The activation defect of a λc I positive control mutant

Abstract

“Positive control” mutants of the c I protein of bacteriophage λ (λc I) bind DNA but, unlike the wild-type protein, fail to activate transcription. According to the original interpretation of Ptashne and co-workers, these mutants bear amino acid substitutions that disrupt a stimulatory interaction between λc I bound at operator site O R2 and RNA polymerase bound at promoter P RM, an idea supported by kinetic analysis in one case.
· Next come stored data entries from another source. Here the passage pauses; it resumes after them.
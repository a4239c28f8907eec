//! # Outline Arena
//!
//! Nodes live in a flat arena and are addressed by [`NodeId`]. A node may be
//! referenced from several parents at once (a clone): every reference points
//! at the same arena slot, so headline and body edits are visible from every
//! position.
//!
//! ## Ownership
//!
//! - Top-level roots are owned by the outline itself
//! - Every other node is kept alive by its parent references
//! - Removing the last parent reference destroys the node, and recursively
//!   any descendant that thereby loses its last reference

use crate::error::{OutlineError, OutlineResult};
use crate::gnx::Gnx;
use crate::snapshot::content_checksum;
use serde::{Deserialize, Serialize};
use std::collections::{HashMap, HashSet};
use tracing::trace;

/// Index of a node in the outline arena
#[derive(Debug, Clone, Copy, PartialEq, Eq, Hash, PartialOrd, Ord, Serialize, Deserialize)]
pub struct NodeId(usize);

impl NodeId {
    pub fn index(self) -> usize {
        self.0
    }
}

/// Shared node data (one per gnx)
#[derive(Debug, Clone, PartialEq)]
pub struct VNode {
    gnx: Gnx,
    headline: String,
    body: Vec<String>,
    children: Vec<NodeId>,
    /// One entry per child reference pointing at this node
    parents: Vec<NodeId>,
    is_root: bool,
}

impl VNode {
    pub fn gnx(&self) -> &Gnx {
        &self.gnx
    }

    pub fn headline(&self) -> &str {
        &self.headline
    }

    pub fn body(&self) -> &[String] {
        &self.body
    }

    pub fn body_text(&self) -> String {
        self.body.join("\n")
    }

    pub fn children(&self) -> &[NodeId] {
        &self.children
    }

    pub fn parents(&self) -> &[NodeId] {
        &self.parents
    }

    /// True if more than one position shows this node
    pub fn is_cloned(&self) -> bool {
        self.parents.len() + usize::from(self.is_root) > 1
    }

    pub fn checksum(&self) -> u32 {
        content_checksum(&self.headline, &self.body)
    }
}

/// Split body text into lines.
///
/// A single trailing newline does not produce a trailing empty line and a
/// `\r` before `\n` is dropped.
pub fn split_body(text: &str) -> Vec<String> {
    if text.is_empty() {
        return Vec::new();
    }
    let text = text.strip_suffix('\n').unwrap_or(text);
    text.split('\n')
        .map(|line| line.strip_suffix('\r').unwrap_or(line).to_string())
        .collect()
}

#[derive(Debug, Clone, Default)]
pub struct Outline {
    nodes: Vec<Option<VNode>>,
    by_gnx: HashMap<Gnx, NodeId>,
    roots: Vec<NodeId>,
}

impl Outline {
    pub fn new() -> Self {
        Self::default()
    }

    /// Number of live nodes
    pub fn len(&self) -> usize {
        self.by_gnx.len()
    }

    pub fn is_empty(&self) -> bool {
        self.by_gnx.is_empty()
    }

    pub fn roots(&self) -> &[NodeId] {
        &self.roots
    }

    /// Create a detached node. It must be attached with [`Outline::insert_child`]
    /// before its first removal can destroy it.
    pub fn new_node(
        &mut self,
        gnx: Gnx,
        headline: impl Into<String>,
        body: Vec<String>,
    ) -> OutlineResult<NodeId> {
        if self.by_gnx.contains_key(&gnx) {
            return Err(OutlineError::DuplicateGnx(gnx.to_string()));
        }
        let id = NodeId(self.nodes.len());
        trace!(gnx = %gnx, id = id.0, "Creating node");
        self.by_gnx.insert(gnx.clone(), id);
        self.nodes.push(Some(VNode {
            gnx,
            headline: single_line(headline.into()),
            body,
            children: Vec::new(),
            parents: Vec::new(),
            is_root: false,
        }));
        Ok(id)
    }

    /// Create a top-level node owned by the outline
    pub fn add_root(
        &mut self,
        gnx: Gnx,
        headline: impl Into<String>,
        body: Vec<String>,
    ) -> OutlineResult<NodeId> {
        let id = self.new_node(gnx, headline, body)?;
        self.vnode_mut(id)?.is_root = true;
        self.roots.push(id);
        Ok(id)
    }

    pub fn contains(&self, id: NodeId) -> bool {
        matches!(self.nodes.get(id.0), Some(Some(_)))
    }

    pub fn node(&self, id: NodeId) -> OutlineResult<&VNode> {
        self.nodes
            .get(id.0)
            .and_then(Option::as_ref)
            .ok_or(OutlineError::NodeNotFound(id))
    }

    fn vnode_mut(&mut self, id: NodeId) -> OutlineResult<&mut VNode> {
        self.nodes
            .get_mut(id.0)
            .and_then(Option::as_mut)
            .ok_or(OutlineError::NodeNotFound(id))
    }

    pub fn find(&self, gnx: &Gnx) -> Option<NodeId> {
        self.by_gnx.get(gnx).copied()
    }

    pub fn children(&self, id: NodeId) -> OutlineResult<&[NodeId]> {
        Ok(&self.node(id)?.children)
    }

    pub fn set_headline(&mut self, id: NodeId, headline: impl Into<String>) -> OutlineResult<()> {
        self.vnode_mut(id)?.headline = single_line(headline.into());
        Ok(())
    }

    pub fn set_body(&mut self, id: NodeId, body: Vec<String>) -> OutlineResult<()> {
        self.vnode_mut(id)?.body = body;
        Ok(())
    }

    pub fn set_body_text(&mut self, id: NodeId, text: &str) -> OutlineResult<()> {
        self.set_body(id, split_body(text))
    }

    /// Is `ancestor` above `id` through any chain of parent references?
    pub fn is_ancestor(&self, ancestor: NodeId, id: NodeId) -> bool {
        let mut seen = HashSet::new();
        let mut stack = match self.node(id) {
            Ok(node) => node.parents.clone(),
            Err(_) => return false,
        };
        while let Some(parent) = stack.pop() {
            if parent == ancestor {
                return true;
            }
            if seen.insert(parent) {
                if let Ok(node) = self.node(parent) {
                    stack.extend(node.parents.iter().copied());
                }
            }
        }
        false
    }

    fn check_link(&self, parent: NodeId, child: NodeId) -> OutlineResult<()> {
        self.node(parent)?;
        self.node(child)?;
        if parent == child || self.is_ancestor(child, parent) {
            return Err(OutlineError::Cycle { parent, child });
        }
        Ok(())
    }

    pub fn insert_child(&mut self, parent: NodeId, index: usize, child: NodeId) -> OutlineResult<()> {
        self.check_link(parent, child)?;
        let len = self.node(parent)?.children.len();
        if index > len {
            return Err(OutlineError::BadChildIndex { parent, index });
        }
        self.vnode_mut(parent)?.children.insert(index, child);
        self.vnode_mut(child)?.parents.push(parent);
        Ok(())
    }

    pub fn append_child(&mut self, parent: NodeId, child: NodeId) -> OutlineResult<()> {
        let len = self.node(parent)?.children.len();
        self.insert_child(parent, len, child)
    }

    /// Remove the child reference at `index`, destroying the child if that
    /// was its last reference.
    pub fn remove_child(&mut self, parent: NodeId, index: usize) -> OutlineResult<NodeId> {
        let children = &mut self.vnode_mut(parent)?.children;
        if index >= children.len() {
            return Err(OutlineError::BadChildIndex { parent, index });
        }
        let child = children.remove(index);
        self.unlink_parent(child, parent)?;
        self.destroy_if_unreferenced(child)?;
        Ok(child)
    }

    /// Replace the whole child list of `parent`.
    ///
    /// Parent references are adjusted for the difference; children that lose
    /// their last reference are destroyed.
    pub fn set_children(&mut self, parent: NodeId, children: Vec<NodeId>) -> OutlineResult<()> {
        let old = self.node(parent)?.children.clone();
        let mut old_counts: HashMap<NodeId, usize> = HashMap::new();
        for id in &old {
            *old_counts.entry(*id).or_default() += 1;
        }
        let mut new_counts: HashMap<NodeId, usize> = HashMap::new();
        for id in &children {
            if !old_counts.contains_key(id) {
                self.check_link(parent, *id)?;
            }
            *new_counts.entry(*id).or_default() += 1;
        }

        self.vnode_mut(parent)?.children = children;

        for (id, count) in &new_counts {
            let before = old_counts.get(id).copied().unwrap_or(0);
            for _ in before..*count {
                self.vnode_mut(*id)?.parents.push(parent);
            }
        }
        let mut released = Vec::new();
        for (id, count) in &old_counts {
            let after = new_counts.get(id).copied().unwrap_or(0);
            for _ in after..*count {
                self.unlink_parent(*id, parent)?;
            }
            if after == 0 {
                released.push(*id);
            }
        }
        released.sort();
        for id in released {
            self.destroy_if_unreferenced(id)?;
        }
        Ok(())
    }

    fn unlink_parent(&mut self, child: NodeId, parent: NodeId) -> OutlineResult<()> {
        let parents = &mut self.vnode_mut(child)?.parents;
        if let Some(pos) = parents.iter().position(|p| *p == parent) {
            parents.remove(pos);
        }
        Ok(())
    }

    fn destroy_if_unreferenced(&mut self, id: NodeId) -> OutlineResult<()> {
        let node = self.node(id)?;
        if !node.parents.is_empty() || node.is_root {
            return Ok(());
        }
        let Some(node) = self.nodes.get_mut(id.0).and_then(Option::take) else {
            return Ok(());
        };
        trace!(gnx = %node.gnx, id = id.0, "Destroying node");
        self.by_gnx.remove(&node.gnx);
        for child in node.children {
            if self.contains(child) {
                self.unlink_parent(child, id)?;
                self.destroy_if_unreferenced(child)?;
            }
        }
        Ok(())
    }

    /// All distinct nodes of the subtree rooted at `root`, in pre-order
    pub fn subtree(&self, root: NodeId) -> OutlineResult<Vec<NodeId>> {
        let mut seen = HashSet::new();
        let mut order = Vec::new();
        let mut stack = vec![root];
        while let Some(id) = stack.pop() {
            if !seen.insert(id) {
                continue;
            }
            order.push(id);
            let node = self.node(id)?;
            stack.extend(node.children.iter().rev().copied());
        }
        Ok(order)
    }
}

fn single_line(text: String) -> String {
    if text.contains(['\n', '\r']) {
        text.replace("\r\n", " ").replace(['\n', '\r'], " ")
    } else {
        text
    }
}

#[cfg(test)]
mod tests {
    use super::*;

    fn gnx(s: &str) -> Gnx {
        Gnx::new(s).unwrap()
    }

    #[test]
    fn test_split_body() {
        assert!(split_body("").is_empty());
        assert_eq!(split_body("a\nb"), vec!["a", "b"]);
        assert_eq!(split_body("a\nb\n"), vec!["a", "b"]);
        assert_eq!(split_body("a\r\n\nb"), vec!["a", "", "b"]);
    }

    #[test]
    fn test_clone_shares_content() {
        let mut outline = Outline::new();
        let root = outline.add_root(gnx("r"), "root", vec![]).unwrap();
        let a = outline.new_node(gnx("a"), "a", vec![]).unwrap();
        let b = outline.new_node(gnx("b"), "b", vec![]).unwrap();
        let shared = outline.new_node(gnx("s"), "shared", vec![]).unwrap();
        outline.append_child(root, a).unwrap();
        outline.append_child(root, b).unwrap();
        outline.append_child(a, shared).unwrap();
        outline.append_child(b, shared).unwrap();

        outline.set_body_text(shared, "x = 1").unwrap();
        let via_b = outline.children(b).unwrap()[0];
        assert_eq!(outline.node(via_b).unwrap().body(), ["x = 1"]);
        assert!(outline.node(shared).unwrap().is_cloned());
    }

    #[test]
    fn test_cycle_rejected() {
        let mut outline = Outline::new();
        let root = outline.add_root(gnx("r"), "root", vec![]).unwrap();
        let a = outline.new_node(gnx("a"), "a", vec![]).unwrap();
        outline.append_child(root, a).unwrap();

        let err = outline.append_child(a, root).unwrap_err();
        assert!(matches!(err, OutlineError::Cycle { .. }));
        assert!(outline.append_child(a, a).is_err());
    }

    #[test]
    fn test_remove_last_reference_destroys_subtree() {
        let mut outline = Outline::new();
        let root = outline.add_root(gnx("r"), "root", vec![]).unwrap();
        let a = outline.new_node(gnx("a"), "a", vec![]).unwrap();
        let b = outline.new_node(gnx("b"), "b", vec![]).unwrap();
        outline.append_child(root, a).unwrap();
        outline.append_child(a, b).unwrap();

        outline.remove_child(root, 0).unwrap();
        assert!(outline.find(&gnx("a")).is_none());
        assert!(outline.find(&gnx("b")).is_none());
        assert_eq!(outline.len(), 1);
    }

    #[test]
    fn test_remove_one_clone_keeps_node() {
        let mut outline = Outline::new();
        let root = outline.add_root(gnx("r"), "root", vec![]).unwrap();
        let a = outline.new_node(gnx("a"), "a", vec![]).unwrap();
        outline.append_child(root, a).unwrap();
        outline.append_child(root, a).unwrap();

        outline.remove_child(root, 1).unwrap();
        assert_eq!(outline.find(&gnx("a")), Some(a));
        assert_eq!(outline.node(a).unwrap().parents(), [root]);
    }

    #[test]
    fn test_set_children_reorders_and_releases() {
        let mut outline = Outline::new();
        let root = outline.add_root(gnx("r"), "root", vec![]).unwrap();
        let ids: Vec<NodeId> = ["a", "b", "c"]
            .iter()
            .map(|g| {
                let id = outline.new_node(gnx(g), *g, vec![]).unwrap();
                outline.append_child(root, id).unwrap();
                id
            })
            .collect();

        outline.set_children(root, vec![ids[2], ids[0]]).unwrap();
        assert_eq!(outline.children(root).unwrap(), [ids[2], ids[0]]);
        assert!(!outline.contains(ids[1]));
        assert_eq!(outline.node(ids[0]).unwrap().parents(), [root]);
    }

    #[test]
    fn test_subtree_visits_clones_once() {
        let mut outline = Outline::new();
        let root = outline.add_root(gnx("r"), "root", vec![]).unwrap();
        let a = outline.new_node(gnx("a"), "a", vec![]).unwrap();
        outline.append_child(root, a).unwrap();
        outline.append_child(root, a).unwrap();
        assert_eq!(outline.subtree(root).unwrap(), vec![root, a]);
    }

    #[test]
    fn test_headline_kept_single_line() {
        let mut outline = Outline::new();
        let root = outline.add_root(gnx("r"), "one\ntwo", vec![]).unwrap();
        assert_eq!(outline.node(root).unwrap().headline(), "one two");
    }
}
Genetic analysis has suggested that one residue in particular, glutamate 34 (E34), is critical for the stimulatory effect of wild-type λc I. More recently, however, Kolkhof and Müller-Hill have challenged this view, suggesting that mutant E34K fails to activate because it binds at unusually low concentrations to O R3, a site that mediates repression of P RM. To test this hypothesis, we have examined the behaviour of the λc I-E34K mutant both in vitro and in vivo by assaying transcription from P RM and monitoring operator site occupancy over a range of protein concentrations. Our results are inconsistent with the interpretation of Kolkhof and Müller-Hill, and demonstrate that under conditions where λ operator O R2 is fully occupied and operator O R3 is vacant, wild-type λc I activates transcription from promoter P RM whereas the mutant does not.